The Monday Morning Teaser

Welcome to the hundreds of new Weekly Sift subscribers. The Sift works like this: All posts come out on Mondays. First thing Monday morning, a teaser appears. It’s chatty and previews what I plan to post. Throughout the morning, one or more featured articles come out, and finally the weekly summary with a lot of short notes and links. I try to keep the total word count of all posts (other than the Teaser) down to 3,500. I usually overshoot, but it’s seldom much over 4,000.

It’s been a wild week at the Sift. Last week’s featured article “Not a Tea Party, a Confederate Party” had the hottest first week in Weekly Sift history. It already has the Sift’s third-highest total pageview count at (currently) a little over 60,000. It’s still viral, with almost 7K hits yesterday. If you were considering sharing it on Facebook, discussing it on your blog, or voting it up on Reddit, I hope you do.

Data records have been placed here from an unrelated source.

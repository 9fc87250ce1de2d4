use std::path::{Path, PathBuf};
use log::debug;

use crate::config::defaults;
use crate::config::types::TocConfig;
use crate::config::validation;
use crate::utils::error::TocError;
use crate::utils::fs;

/// Configuration file names to look for, in order of preference
const CONFIG_FILES: [&str; 4] = ["_toc.yml", "_toc.yaml", "_toc.toml", "_toc.json"];

/// Load TOC configuration from config files
pub fn load_config<P: AsRef<Path>>(
    source_dir: P,
    config_files: Option<Vec<PathBuf>>
) -> Result<TocConfig, TocError> {
    // Start with default configuration
    let mut config = TocConfig::default();

    let config_paths = match config_files {
        Some(paths) => paths,
        None => find_default_config_file(&source_dir).into_iter().collect(),
    };

    if config_paths.is_empty() {
        debug!("No configuration files found, using defaults");
    } else {
        for path in config_paths {
            debug!("Loading configuration from {}", path.display());
            merge_config_file(&mut config, &path)?;
        }
    }

    validation::validate_config(&config)?;

    debug!("Configuration loaded: {:?}", config);
    Ok(config)
}

/// Find the first default configuration file present in a directory
fn find_default_config_file<P: AsRef<Path>>(source_dir: P) -> Option<PathBuf> {
    CONFIG_FILES
        .iter()
        .map(|name| source_dir.as_ref().join(name))
        .find(|path| fs::is_file(path))
}

/// Merge a configuration file into the current configuration
fn merge_config_file(config: &mut TocConfig, config_path: &Path) -> Result<(), TocError> {
    if !fs::is_file(config_path) {
        return Err(TocError::Config(format!(
            "Configuration file not found: {}", config_path.display()
        )));
    }

    let content = fs::read_file(config_path)
        .map_err(|e| TocError::Config(format!(
            "Failed to read configuration file {}: {}", config_path.display(), e
        )))?;

    // Parse based on file extension
    let file_config = match fs::extension_of(config_path).as_deref() {
        Some("yml") | Some("yaml") | None => parse_yaml_config(&content, config_path)?,
        Some("toml") => parse_toml_config(&content, config_path)?,
        Some("json") => parse_json_config(&content, config_path)?,
        Some(other) => {
            return Err(TocError::Config(format!(
                "Unsupported configuration file format: {}", other
            )));
        }
    };

    merge_configs(config, &file_config);

    Ok(())
}

/// Parse a YAML configuration file
fn parse_yaml_config(content: &str, path: &Path) -> Result<TocConfig, TocError> {
    // An empty YAML document means "all defaults"
    if content.trim().is_empty() {
        return Ok(TocConfig::default());
    }

    serde_yaml::from_str(content)
        .map_err(|e| TocError::Config(format!(
            "Failed to parse YAML configuration ({}): {}", path.display(), e
        )))
}

/// Parse a TOML configuration file
fn parse_toml_config(content: &str, path: &Path) -> Result<TocConfig, TocError> {
    toml::from_str(content)
        .map_err(|e| TocError::Config(format!(
            "Failed to parse TOML configuration ({}): {}", path.display(), e
        )))
}

/// Parse a JSON configuration file
fn parse_json_config(content: &str, path: &Path) -> Result<TocConfig, TocError> {
    serde_json::from_str(content)
        .map_err(|e| TocError::Config(format!(
            "Failed to parse JSON configuration ({}): {}", path.display(), e
        )))
}

/// Merge two configurations, keeping only non-default values from the source
fn merge_configs(target: &mut TocConfig, source: &TocConfig) {
    if source.min_level != defaults::default_min_level() {
        target.min_level = source.min_level;
    }

    if source.max_level != defaults::default_max_level() {
        target.max_level = source.max_level;
    }

    if source.list_class != defaults::default_list_class() {
        target.list_class = source.list_class.clone();
    }

    if source.active_class != defaults::default_active_class() {
        target.active_class = source.active_class.clone();
    }

    if source.format != defaults::default_format() {
        target.format = source.format;
    }
}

For the first time ever I shut down comments on a post, for two reasons: (1) By Saturday, I couldn’t both keep up with the comments and write this week’s Sift, and (2) commenters were starting to get nasty with each other. I also deleted a non-spam comment for the first time, because its only content was a crude insult against another commenter. I need to rethink my policy, so that I do stuff like this in a coherent way. I want comments, and I have a high tolerance for comments that disagree with my posts, but I also want commenters to feel comfortable and safe. Feel free to make suggestions below.

Anyway, that was last week. This week’s featured post should come out around 10 (EDT). I’m calling it “The Ferguson Test” and discussing how the events in Ferguson give us all a chance to observe the unconscious racism in our reactions. Our conscious opinions about race are one thing, but the way our pre-conscious mental processes frame a racially charged situation is something else.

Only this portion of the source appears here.